Impact of high pressure on reversible structural relaxation of metallic glass
Nguyen K. Ngan, Anh D. Phan, and Alessio Zaccone

TL;DR
This study theoretically explores how high pressure influences the reversible structural relaxation and dynamics of metallic glasses, revealing pressure-induced metastable states and a fragile-to-strong transition.
Contribution
It introduces a theoretical model accounting for metastable states under pressure, providing new insights into metallic glass relaxation behavior and dynamics.
Findings
Pressure creates metastable states affecting relaxation times.
Reversible relaxation time significantly decreases with pressure when metastable states are considered.

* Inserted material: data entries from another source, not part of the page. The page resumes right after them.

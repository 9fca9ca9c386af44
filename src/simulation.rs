use log::info;

use crate::context::Context;
use crate::error::SimError;
use crate::parameters::{ContextParametersExt, Parameters};
use crate::population::seed_population;
use crate::random::ContextRandomExt;
use crate::scheduler::update_running;

pub trait ContextSimulationExt {
    /// Validates `parameters`, stores them, seeds the grid and the population, and sets the
    /// running flag. `init_random` must have been called first.
    ///
    /// # Errors
    ///
    /// `SimError::ConfigurationError` for invalid parameters, `SimError::CapacityError` if
    /// seeding cannot place an agent, or an error if the random module is not initialized.
    fn init_simulation(&mut self, parameters: Parameters) -> Result<(), SimError>;
}

impl ContextSimulationExt for Context {
    fn init_simulation(&mut self, parameters: Parameters) -> Result<(), SimError> {
        let seed = self.get_base_seed().map_err(|_| {
            SimError::from("random module must be initialized before the simulation")
        })?;
        self.set_parameters(parameters)?;
        seed_population(self)?;
        update_running(self);
        info!("simulation initialized with seed {seed}");
        Ok(())
    }
}

/// Builds a ready-to-run context from `parameters` and a random seed.
///
/// # Errors
///
/// See [`ContextSimulationExt::init_simulation`].
pub fn new(parameters: Parameters, seed: u64) -> Result<Context, SimError> {
    let mut context = Context::new();
    context.init_random(seed);
    context.init_simulation(parameters)?;
    Ok(context)
}

#[cfg(test)]
mod tests {
    use super::*;
    use crate::agent::HealthState;
    use crate::metrics::ContextMetricsExt;
    use crate::population::ContextPopulationExt;
    use crate::scheduler::ContextSchedulerExt;

    #[test]
    fn default_parameters_build_the_grocery_store() {
        let context = new(Parameters::default(), 0).unwrap();
        assert_eq!(context.get_population_size(), 240);
        assert_eq!(context.get_obstacles().len(), 104);
        assert_eq!(context.query_agents(HealthState::Infected).len(), 5);
        assert!(context.is_running());
        assert_eq!(
            context.population_snapshot().unwrap().metrics()["total_susceptible"],
            235
        );
    }

    #[test]
    fn random_must_be_initialized() {
        let mut context = Context::new();
        let result = context.init_simulation(Parameters::default());
        assert!(matches!(result, Err(SimError::SimError(_))));
    }

    #[test]
    fn invalid_parameters_are_rejected() {
        let mut parameters = Parameters::default();
        parameters.transmission_probability = 2.0;
        assert!(matches!(
            new(parameters, 0),
            Err(SimError::ConfigurationError(_))
        ));
    }
}
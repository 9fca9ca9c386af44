use std::path::PathBuf;

use clap::{Args, Command, FromArgMatches as _};

use crate::context::Context;
use crate::error::SimError;
use crate::log::{info, set_log_level, set_module_filters, LevelFilter, ModuleFilter};
use crate::metrics::ContextMetricsExt;
use crate::parameters::Parameters;
use crate::random::ContextRandomExt;
use crate::scheduler::ContextSchedulerExt;
use crate::simulation::ContextSimulationExt;

/// File name of the metrics report written to `--output-dir`.
pub const METRICS_REPORT_FILE: &str = "metrics.csv";

/// Default cli arguments for the gridemic runner
#[derive(Args, Debug, Default)]
pub struct BaseArgs {
    /// Random seed
    #[arg(short, long, default_value = "0")]
    pub random_seed: u64,

    /// Optional path to a JSON parameters file; the grocery store model is used otherwise
    #[arg(short, long)]
    pub config: Option<PathBuf>,

    /// Optional directory the metrics report is written to
    #[arg(short, long)]
    pub output_dir: Option<PathBuf>,

    /// Stop at this tick even if agents are still infected
    #[arg(short = 't', long)]
    pub max_ticks: Option<u64>,

    /// Enable logging at this level (error, warn, info, debug, trace)
    #[arg(short, long)]
    pub log_level: Option<LevelFilter>,

    /// Log one module at its own level, e.g. `transmission=trace`. May be repeated
    #[arg(long = "log-module", value_name = "MODULE=LEVEL")]
    pub log_modules: Vec<ModuleFilter>,
}

fn create_cli() -> Command {
    let cli = Command::new("gridemic").about("Stochastic epidemic simulation on a toroidal grid");
    BaseArgs::augment_args(cli)
}

/// Runs a simulation with default cli arguments
///
/// This function parses command line arguments and allows you to define a setup function
///
/// # Parameters
/// - `setup_fn`: A function that takes a mutable reference to a `Context`, the parsed
///   `BaseArgs` and the `Parameters` about to be used. It runs after the random module is
///   initialized and before the population is seeded, so it may adjust the parameters,
///   add plans or register reports.
///
/// # Errors
/// Returns an error if argument parsing, loading the parameters, the setup function or the
/// simulation itself fails
pub fn run_with_args<F>(setup_fn: F) -> Result<Context, Box<dyn std::error::Error>>
where
    F: FnOnce(&mut Context, &BaseArgs, &mut Parameters) -> Result<(), SimError>,
{
    let matches = create_cli().get_matches();
    let args = BaseArgs::from_arg_matches(&matches)?;
    Ok(run(&args, setup_fn)?)
}

/// Runs a simulation with already-parsed arguments. See [`run_with_args`].
///
/// # Errors
/// Returns an error if loading the parameters, the setup function or the simulation fails
pub fn run<F>(args: &BaseArgs, setup_fn: F) -> Result<Context, SimError>
where
    F: FnOnce(&mut Context, &BaseArgs, &mut Parameters) -> Result<(), SimError>,
{
    if let Some(level) = args.log_level {
        set_log_level(level)?;
    }
    if !args.log_modules.is_empty() {
        set_module_filters(&args.log_modules)?;
    }

    // Instantiate a context
    let mut context = Context::new();

    let mut parameters = match &args.config {
        Some(path) => {
            info!("loading parameters from {}", path.display());
            Parameters::from_json_file(path)?
        }
        None => Parameters::default(),
    };

    context.init_random(args.random_seed);

    // Run the provided Fn
    setup_fn(&mut context, args, &mut parameters)?;

    context.init_simulation(parameters)?;

    if let Some(output_dir) = &args.output_dir {
        context.add_metrics_report(&output_dir.join(METRICS_REPORT_FILE))?;
    }

    if let Some(max_ticks) = args.max_ticks {
        let tick = max_ticks.max(context.get_current_tick());
        context.add_plan(tick, Context::shutdown);
    }

    // Execute the context
    context.execute()?;
    Ok(context)
}
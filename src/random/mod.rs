//! Seeded random number streams.
//!
//! A simulation has exactly one base seed. Every stochastic decision draws from a named
//! stream declared with [`define_rng!`]; each stream is seeded from the base seed plus a
//! hash of its name, so two runs with the same seed make the same draws in the same order.
mod context_ext;
mod macros;

use std::any::{Any, TypeId};
use std::cell::RefCell;

pub use context_ext::ContextRandomExt;
pub use macros::define_rng;

use crate::rand::SeedableRng;
use crate::{define_data_plugin, HashMap};

pub trait RngId: Copy + Clone {
    type RngType: SeedableRng;
    fn get_name() -> &'static str;
}

// This is a wrapper that allows for future support for different types of
// random number generators (anything that implements SeedableRng is valid).
struct RngHolder {
    rng: Box<dyn Any>,
}

struct RngData {
    base_seed: u64,
    rng_holders: RefCell<HashMap<TypeId, RngHolder>>,
}

// Registers a data container which stores:
// * base_seed: A base seed for all rngs
// * rng_holders: A map of rngs, keyed by their RngId. Note that this is
//   stored in a RefCell to allow for mutable borrow without requiring a
//   mutable borrow of the Context itself.
define_data_plugin!(
    RngPlugin,
    RngData,
    RngData {
        base_seed: 0,
        rng_holders: RefCell::new(HashMap::default()),
    }
);
//! The `Context` is the simulation object: it holds every component's data in
//! type-keyed *data plugins*, tracks the current tick, and stores plans that run
//! at the start of a future tick.
use std::any::{Any, TypeId};

use log::trace;

use crate::error::SimError;
use crate::plan::{Id as PlanId, Queue};
use crate::HashMap;

/// A trait for objects that can provide data containers to be held by `Context`
pub trait DataPlugin: Any {
    type DataContainer;

    fn create_data_container() -> Self::DataContainer;
}

/// Defines a new type for storing data in Context.
#[macro_export]
macro_rules! define_data_plugin {
    ($plugin:ident, $data_container:ty, $default: expr) => {
        struct $plugin;

        impl $crate::context::DataPlugin for $plugin {
            type DataContainer = $data_container;

            fn create_data_container() -> Self::DataContainer {
                $default
            }
        }
    };
}
pub use define_data_plugin;

type Callback = dyn FnOnce(&mut Context);

pub struct Context {
    plan_queue: Queue<Box<Callback>>,
    data_plugins: HashMap<TypeId, Box<dyn Any>>,
    current_tick: u64,
    shutdown_requested: bool,
}

impl Context {
    #[must_use]
    pub fn new() -> Context {
        Context {
            plan_queue: Queue::new(),
            data_plugins: HashMap::default(),
            current_tick: 0,
            shutdown_requested: false,
        }
    }

    /// Schedules `callback` to run at the start of `tick`, before that tick's
    /// snapshot is published.
    ///
    /// # Panics
    ///
    /// Panics if `tick` is earlier than the current tick.
    pub fn add_plan(&mut self, tick: u64, callback: impl FnOnce(&mut Context) + 'static) -> PlanId {
        assert!(
            tick >= self.current_tick,
            "Plan tick {tick} is before the current tick {}",
            self.current_tick
        );
        self.plan_queue.add_plan(tick, Box::new(callback))
    }

    /// Cancels a pending plan. Returns `false` if it already ran or was cancelled.
    pub fn cancel_plan(&mut self, id: &PlanId) -> bool {
        self.plan_queue.cancel_plan(id)
    }

    /// Runs every plan due at the current tick, including plans added by
    /// those plans for the same tick.
    pub fn run_due_plans(&mut self) {
        while let Some(plan) = self.plan_queue.get_next_plan_due(self.current_tick) {
            trace!("running plan scheduled for tick {}", plan.tick);
            (plan.data)(self);
        }
    }

    /// Returns a mutable reference to the data container for `T`, creating it
    /// from its default if it does not exist yet.
    pub fn get_data_container_mut<T: DataPlugin>(&mut self, _plugin: T) -> &mut T::DataContainer {
        self.data_plugins
            .entry(TypeId::of::<T>())
            .or_insert_with(|| Box::new(T::create_data_container()))
            .downcast_mut::<T::DataContainer>()
            .unwrap() // Will never panic as data container has the matching type
    }

    /// Returns a reference to the data container for `T` if it exists.
    pub fn get_data_container<T: DataPlugin>(&self, _plugin: T) -> Option<&T::DataContainer> {
        self.data_plugins
            .get(&TypeId::of::<T>())
            .and_then(|data| data.downcast_ref::<T::DataContainer>())
    }

    /// Like `get_data_container`, but treats a missing container as an error
    /// for components that must have been initialized first.
    ///
    /// # Errors
    ///
    /// Returns a `SimError` naming the plugin if its container was never created.
    pub fn get_data<T: DataPlugin>(&self, plugin: T) -> Result<&T::DataContainer, SimError> {
        self.get_data_container(plugin).ok_or_else(|| {
            SimError::SimError(format!(
                "{} has not been initialized",
                std::any::type_name::<T>()
            ))
        })
    }

    #[must_use]
    pub fn get_current_tick(&self) -> u64 {
        self.current_tick
    }

    pub(crate) fn advance_tick(&mut self) {
        self.current_tick += 1;
    }

    /// Requests that `execute` stop before the next tick begins.
    pub fn shutdown(&mut self) {
        trace!("shutdown requested at tick {}", self.current_tick);
        self.shutdown_requested = true;
    }

    #[must_use]
    pub fn is_shutdown_requested(&self) -> bool {
        self.shutdown_requested
    }
}

impl Default for Context {
    fn default() -> Self {
        Self::new()
    }
}
//! Population counts at tick boundaries.
//!
//! A [`PopulationSnapshot`] is taken at the start of every tick, before any occupant acts.
//! Snapshots are kept in a history on the context and, when a metrics report has been
//! registered with [`ContextMetricsExt::add_metrics_report`], written out as long-format CSV
//! rows of `tick,metric,count`.
use std::path::Path;

use indexmap::IndexMap;
use log::debug;
use serde_derive::{Deserialize, Serialize};
use strum::IntoEnumIterator;

use crate::agent::{Agent, HealthState, StrataId};
use crate::context::Context;
use crate::error::SimError;
use crate::parameters::ContextParametersExt;
use crate::population::ContextPopulationExt;
use crate::report::ContextReportExt;
use crate::{define_data_plugin, define_report};

const STATE_COUNT: usize = 4;

/// Per-strata, per-state counts of the whole population at one tick.
#[derive(Debug, Clone, PartialEq, Eq, Serialize)]
pub struct PopulationSnapshot {
    tick: u64,
    strata_names: Vec<String>,
    counts: Vec<[usize; STATE_COUNT]>,
    vaccinated: Vec<usize>,
}

impl PopulationSnapshot {
    /// Counts `agents`, dead ones included.
    ///
    /// # Panics
    ///
    /// Panics if an agent's strata is not one of `strata_names`.
    #[must_use]
    pub fn capture(tick: u64, strata_names: Vec<String>, agents: &[Agent]) -> Self {
        let mut counts = vec![[0; STATE_COUNT]; strata_names.len()];
        let mut vaccinated = vec![0; strata_names.len()];
        for agent in agents {
            let strata = agent.strata().0;
            counts[strata][agent.state().index()] += 1;
            if agent.is_vaccinated() {
                vaccinated[strata] += 1;
            }
        }
        PopulationSnapshot {
            tick,
            strata_names,
            counts,
            vaccinated,
        }
    }

    #[must_use]
    pub fn tick(&self) -> u64 {
        self.tick
    }

    #[must_use]
    pub fn strata_names(&self) -> &[String] {
        &self.strata_names
    }

    /// Agents of `strata` in `state`. Unknown strata count as empty.
    #[must_use]
    pub fn count(&self, strata: StrataId, state: HealthState) -> usize {
        self.counts
            .get(strata.0)
            .map_or(0, |counts| counts[state.index()])
    }

    #[must_use]
    pub fn total(&self, state: HealthState) -> usize {
        self.counts.iter().map(|counts| counts[state.index()]).sum()
    }

    #[must_use]
    pub fn vaccinated(&self, strata: StrataId) -> usize {
        self.vaccinated.get(strata.0).copied().unwrap_or(0)
    }

    #[must_use]
    pub fn total_vaccinated(&self) -> usize {
        self.vaccinated.iter().sum()
    }

    /// Sum over every state; constant for the life of a simulation.
    #[must_use]
    pub fn population_size(&self) -> usize {
        self.counts.iter().flatten().sum()
    }

    /// The named metrics of this snapshot, always in the same order:
    /// `total_<state>` for each state, `<state>_<strata>` for each strata and state,
    /// then `total_vaccinated` and `vaccinated_<strata>`.
    #[must_use]
    pub fn metrics(&self) -> IndexMap<String, usize> {
        let mut metrics = IndexMap::new();
        for state in HealthState::iter() {
            metrics.insert(format!("total_{state}"), self.total(state));
        }
        for (strata, name) in self.strata_names.iter().enumerate() {
            for state in HealthState::iter() {
                metrics.insert(format!("{state}_{name}"), self.count(StrataId(strata), state));
            }
        }
        metrics.insert("total_vaccinated".to_string(), self.total_vaccinated());
        for (strata, name) in self.strata_names.iter().enumerate() {
            metrics.insert(format!("vaccinated_{name}"), self.vaccinated(StrataId(strata)));
        }
        metrics
    }
}

/// One row of the metrics report.
#[derive(Debug, Clone, PartialEq, Eq, Serialize, Deserialize)]
pub struct MetricsReportItem {
    pub tick: u64,
    pub metric: String,
    pub count: usize,
}

define_report!(MetricsReportItem);

#[derive(Default)]
struct MetricsData {
    history: Vec<PopulationSnapshot>,
}

define_data_plugin!(MetricsPlugin, MetricsData, MetricsData::default());

pub trait ContextMetricsExt {
    /// Counts the population as it is right now.
    ///
    /// # Errors
    ///
    /// Fails if the simulation has not been initialized.
    fn population_snapshot(&self) -> Result<PopulationSnapshot, SimError>;

    /// Every snapshot published so far, oldest first.
    fn snapshot_history(&self) -> &[PopulationSnapshot];

    /// Writes every published snapshot to a CSV file at `path`, one row per metric.
    ///
    /// # Errors
    ///
    /// Fails if the file cannot be created or is not a `.csv` file.
    fn add_metrics_report(&mut self, path: &Path) -> Result<(), SimError>;
}

impl ContextMetricsExt for Context {
    fn population_snapshot(&self) -> Result<PopulationSnapshot, SimError> {
        let strata_names = self.get_parameters()?.strata_names();
        Ok(PopulationSnapshot::capture(
            self.get_current_tick(),
            strata_names,
            self.get_agents(),
        ))
    }

    fn snapshot_history(&self) -> &[PopulationSnapshot] {
        self.get_data_container(MetricsPlugin)
            .map(|data| data.history.as_slice())
            .unwrap_or_default()
    }

    fn add_metrics_report(&mut self, path: &Path) -> Result<(), SimError> {
        self.add_report::<MetricsReportItem>(path)
    }
}

/// Takes the snapshot for the current tick, records it and reports it.
/// Publishing twice at the same tick returns the snapshot already recorded.
pub(crate) fn publish_snapshot(context: &mut Context) -> Result<PopulationSnapshot, SimError> {
    if let Some(last) = context.snapshot_history().last() {
        if last.tick() == context.get_current_tick() {
            return Ok(last.clone());
        }
    }

    let snapshot = context.population_snapshot()?;
    debug!(
        "tick {}: {} susceptible, {} infected, {} recovered, {} dead",
        snapshot.tick(),
        snapshot.total(HealthState::Susceptible),
        snapshot.total(HealthState::Infected),
        snapshot.total(HealthState::Recovered),
        snapshot.total(HealthState::Dead)
    );
    if context.has_report::<MetricsReportItem>() {
        for (metric, count) in snapshot.metrics() {
            context.send_report(MetricsReportItem {
                tick: snapshot.tick(),
                metric,
                count,
            })?;
        }
    }
    context
        .get_data_container_mut(MetricsPlugin)
        .history
        .push(snapshot.clone());
    Ok(snapshot)
}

External compression induces a fragile-to-strong transition in metallic glasses.
Abstract
We theoretically investigate the temperature dependence of the reversible structural relaxation time and diffusion constant of metallic glasses under pressure. The compression not only changes the glassy dynamics, but also generates a metastable state along with a higher-energy state where the system can rejuvenate. The relaxation times for forward and backward transitions in this two-state system are nearly identical and much faster than the relaxation time without accounting for barrier-recrossing. At ambient pressure, the expected irreversible relaxation process is recovered, and our numerical results agree well with prior experimental results. An increase of pressure has a minor effect on the relaxation time and diffusion constant that one computes without considering the influence of the metastable state, but it leads to a large reduction of the reversible relaxation time computed…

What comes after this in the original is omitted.